While Rolling for Autism is long gone, ADK Charities still works behind-the-scenes to support numerous philanthropic efforts and has helped make major contributions in areas such as health care and disease, third-world poverty, refugee support in war torn countries, child abuse and medical research.
‘While ADK Charities has provided me with some great opportunities and amazing memories, it has never been a source of income. Accordingly, I started the ADK Group, a full-service marketing and business development agency headquartered in Boston. The ADK Group is my day-to-day job, and its what pays my bills,” said Tartar.
ADK Charities is a 501(c)(3) nonprofit organization and Dan presently sits on the board of the organization.
Rolling for Autism had tremendous Union involvement. The four skaters that did the entire 2,000-mile trip were all Tartar’s fellow Union classmates, as was the majority of the behind-the-scenes support crew.
“In total, I would guess there were easily over 100 Union students, faculty, alumni, coaches, parents, etc., that drove the fundraiser to success,” he said.
While many of his Union classmates may have gone to work in a law or doctor’s office, on Wall Street or even on to graduate school, Tartar’s sentiments towards a desk job are not entirely typical. “I think too many kids come out of college and settle into a desk too quickly,” said Tartar.
His unusual line of work allows him access to opportunities that may not be made available to someone sitting behind their desk all day.
‘Through my work, I’ve been able to do some pretty cool things. I spend about 10% of my time working in Asia,” he said. “I am a partner in an environmentally responsible kids shoe company that is coming to market next year, I’ve taught classes at Babson College and Northeastern University, and I’ve rollerbladed across the country.”
Tartar credits the Union community for being an out-of-the-box thinking environment as the source of his driven attitude.
Today, Tartar’s nonprofit organization continues to work behind-the-scenes to support many unique charities and has significant Union involvement.
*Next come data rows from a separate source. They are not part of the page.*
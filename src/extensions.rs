use crate::value::Value;

use std::collections::BTreeMap;
use std::path::Path;

use lazy_static::lazy_static;

/// A host function exposed to property expressions, e.g. `FileInfo.fileName`.
/// Errors are plain strings; the evaluator attaches the call site.
pub type ExtensionFn = fn(&[Value]) -> core::result::Result<Value, String>;

pub struct Extension {
    functions: BTreeMap<&'static str, ExtensionFn>,
}

impl Extension {
    pub fn function(&self, name: &str) -> Option<ExtensionFn> {
        self.functions.get(name).copied()
    }

    pub fn function_names(&self) -> impl Iterator<Item = &'static str> + '_ {
        self.functions.keys().copied()
    }
}

fn arg_str<'a>(args: &'a [Value], idx: usize, fcn: &str) -> core::result::Result<&'a str, String> {
    match args.get(idx) {
        Some(Value::String(s)) => Ok(s.as_ref()),
        Some(v) => Err(format!("{fcn}: argument {} is not a string: {v}", idx + 1)),
        None => Err(format!("{fcn} expects at least {} argument(s)", idx + 1)),
    }
}

mod environment {
    use super::*;

    pub fn get_env(args: &[Value]) -> core::result::Result<Value, String> {
        let name = arg_str(args, 0, "getEnv")?;
        Ok(match std::env::var(name) {
            Ok(v) => Value::from(v),
            Err(_) => Value::Undefined,
        })
    }

    pub fn current_env(_args: &[Value]) -> core::result::Result<Value, String> {
        let mut map = std::collections::BTreeMap::new();
        for (k, v) in std::env::vars() {
            map.insert(k, Value::from(v));
        }
        Ok(Value::from(map))
    }
}

mod file {
    use super::*;

    pub fn exists(args: &[Value]) -> core::result::Result<Value, String> {
        let path = arg_str(args, 0, "exists")?;
        Ok(Value::from(Path::new(path).exists()))
    }
}

mod fileinfo {
    use super::*;

    pub fn file_name(args: &[Value]) -> core::result::Result<Value, String> {
        let path = arg_str(args, 0, "fileName")?;
        Ok(Value::from(
            Path::new(path)
                .file_name()
                .map(|n| n.to_string_lossy().into_owned())
                .unwrap_or_default(),
        ))
    }

    pub fn base_name(args: &[Value]) -> core::result::Result<Value, String> {
        let path = arg_str(args, 0, "baseName")?;
        let name = Path::new(path)
            .file_name()
            .map(|n| n.to_string_lossy().into_owned())
            .unwrap_or_default();
        Ok(Value::from(
            name.split_once('.').map(|(b, _)| b.to_string()).unwrap_or(name),
        ))
    }

    pub fn complete_base_name(args: &[Value]) -> core::result::Result<Value, String> {
        let path = arg_str(args, 0, "completeBaseName")?;
        let name = Path::new(path)
            .file_name()
            .map(|n| n.to_string_lossy().into_owned())
            .unwrap_or_default();
        Ok(Value::from(
            name.rsplit_once('.').map(|(b, _)| b.to_string()).unwrap_or(name),
        ))
    }

    pub fn suffix(args: &[Value]) -> core::result::Result<Value, String> {
        let path = arg_str(args, 0, "suffix")?;
        Ok(Value::from(
            Path::new(path)
                .extension()
                .map(|e| e.to_string_lossy().into_owned())
                .unwrap_or_default(),
        ))
    }

    pub fn path(args: &[Value]) -> core::result::Result<Value, String> {
        let path = arg_str(args, 0, "path")?;
        Ok(Value::from(
            Path::new(path)
                .parent()
                .map(|p| p.to_string_lossy().into_owned())
                .unwrap_or_default(),
        ))
    }

    pub fn join_paths(args: &[Value]) -> core::result::Result<Value, String> {
        let mut joined = std::path::PathBuf::new();
        for (i, _) in args.iter().enumerate() {
            joined.push(arg_str(args, i, "joinPaths")?);
        }
        Ok(Value::from(joined.to_string_lossy().into_owned()))
    }

    pub fn is_absolute_path(args: &[Value]) -> core::result::Result<Value, String> {
        let path = arg_str(args, 0, "isAbsolutePath")?;
        Ok(Value::from(Path::new(path).is_absolute()))
    }

    pub fn relative_path(args: &[Value]) -> core::result::Result<Value, String> {
        let base = arg_str(args, 0, "relativePath")?;
        let path = arg_str(args, 1, "relativePath")?;
        match Path::new(path).strip_prefix(base) {
            Ok(rel) => Ok(Value::from(rel.to_string_lossy().into_owned())),
            Err(_) => Ok(Value::from(path)),
        }
    }
}

mod utilities {
    use super::*;

    pub fn host_os(_args: &[Value]) -> core::result::Result<Value, String> {
        let mut os: Vec<Value> = vec![];
        if cfg!(target_os = "linux") {
            os.push(Value::from("linux"));
        }
        if cfg!(target_os = "macos") {
            os.push(Value::from("macos"));
            os.push(Value::from("darwin"));
        }
        if cfg!(target_family = "unix") {
            os.push(Value::from("unix"));
        }
        if cfg!(target_os = "windows") {
            os.push(Value::from("windows"));
        }
        Ok(Value::from(os))
    }

    pub fn version_compare(args: &[Value]) -> core::result::Result<Value, String> {
        let a = arg_str(args, 0, "versionCompare")?;
        let b = arg_str(args, 1, "versionCompare")?;
        let parse = |s: &str| -> Vec<u64> {
            s.split('.').map(|c| c.parse().unwrap_or(0)).collect()
        };
        let (va, vb) = (parse(a), parse(b));
        let ord = va.cmp(&vb) as i64;
        Ok(Value::from(ord))
    }
}

macro_rules! extension_table {
    ($(($fcn_name:literal, $fcn:path)),* $(,)?) => {{
        let mut m: BTreeMap<&'static str, ExtensionFn> = BTreeMap::new();
        $(m.insert($fcn_name, $fcn);)*
        Extension { functions: m }
    }};
}

lazy_static! {
    static ref EXTENSIONS: BTreeMap<&'static str, Extension> = {
        let mut m = BTreeMap::new();
        m.insert(
            "Environment",
            extension_table![
                ("getEnv", environment::get_env),
                ("currentEnv", environment::current_env),
            ],
        );
        m.insert("File", extension_table![("exists", file::exists)]);
        m.insert(
            "FileInfo",
            extension_table![
                ("baseName", fileinfo::base_name),
                ("completeBaseName", fileinfo::complete_base_name),
                ("fileName", fileinfo::file_name),
                ("isAbsolutePath", fileinfo::is_absolute_path),
                ("joinPaths", fileinfo::join_paths),
                ("path", fileinfo::path),
                ("relativePath", fileinfo::relative_path),
                ("suffix", fileinfo::suffix),
            ],
        );
        m.insert(
            "Utilities",
            extension_table![
                ("hostOS", utilities::host_os),
                ("versionCompare", utilities::version_compare),
            ],
        );
        // Host capabilities that only make sense while executing build
        // scripts; they resolve by name but reject calls during resolution.
        for name in ["Process", "PropertyList", "TemporaryDir", "TextFile", "Xml"] {
            m.insert(name, extension_table![]);
        }
        m
    };
}

/// Is `name` one of the built-in extension names? The set is closed and
/// case sensitive.
pub fn has_extension(name: &str) -> bool {
    EXTENSIONS.contains_key(name)
}

pub fn extension(name: &str) -> Option<&'static Extension> {
    EXTENSIONS.get(name)
}

/// Call an extension function, mapping the not-found cases to messages the
/// evaluator attaches to the call site.
pub fn call(ext_name: &str, fcn_name: &str, args: &[Value]) -> core::result::Result<Value, String> {
    let ext = extension(ext_name).ok_or_else(|| format!("no extension named `{ext_name}`"))?;
    match ext.function(fcn_name) {
        Some(f) => f(args),
        None => Err(format!(
            "`{ext_name}.{fcn_name}` is not available during project resolution"
        )),
    }
}

#[cfg(test)]
mod tests {
    use super::*;

    #[test]
    fn extension_names_are_a_closed_set() {
        for name in [
            "Environment",
            "File",
            "FileInfo",
            "Process",
            "PropertyList",
            "TemporaryDir",
            "TextFile",
            "Utilities",
            "Xml",
        ] {
            assert!(has_extension(name), "{name} should be registered");
        }
        assert!(!has_extension("fileinfo"));
        assert!(!has_extension("Shell"));
    }

    #[test]
    fn fileinfo_functions() {
        let v = call("FileInfo", "fileName", &[Value::from("/a/b/c.tar.gz")]).unwrap();
        assert_eq!(v, Value::from("c.tar.gz"));
        let v = call("FileInfo", "baseName", &[Value::from("/a/b/c.tar.gz")]).unwrap();
        assert_eq!(v, Value::from("c"));
        let v = call("FileInfo", "completeBaseName", &[Value::from("/a/b/c.tar.gz")]).unwrap();
        assert_eq!(v, Value::from("c.tar"));
        let v = call(
            "FileInfo",
            "joinPaths",
            &[Value::from("/a"), Value::from("b"), Value::from("c")],
        )
        .unwrap();
        assert_eq!(v, Value::from("/a/b/c"));
    }

    #[test]
    fn script_only_extensions_reject_calls() {
        let err = call("TextFile", "readAll", &[]).unwrap_err();
        assert!(err.contains("not available"));
    }

    #[test]
    fn environment_get_env() {
        std::env::set_var("BRIX_EXTENSION_TEST", "on");
        let v = call("Environment", "getEnv", &[Value::from("BRIX_EXTENSION_TEST")]).unwrap();
        assert_eq!(v, Value::from("on"));
        let v = call("Environment", "getEnv", &[Value::from("BRIX_NO_SUCH_VAR")]).unwrap();
        assert!(v.is_undefined());
    }
}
“We recently raised $20,000 towards funding healthcare initiatives in Haiti and are currently involved with an effort lead by Alex Sparks ’08 with the aim at raising awareness and money towards Frontal Temporal Dementia (FDR). All of these philanthropic efforts have a strong and loyal Union contingent behind them,” Tartar said.
As a psychology major and member of the ice hockey team, Tartar regards himself as “one of the many examples of former students finding ways to take the skill sets developed through a major at Union, such as psychology, and using them every day in the business world.” He proves that “you don’t need a marketing degree to succeed in marketing.”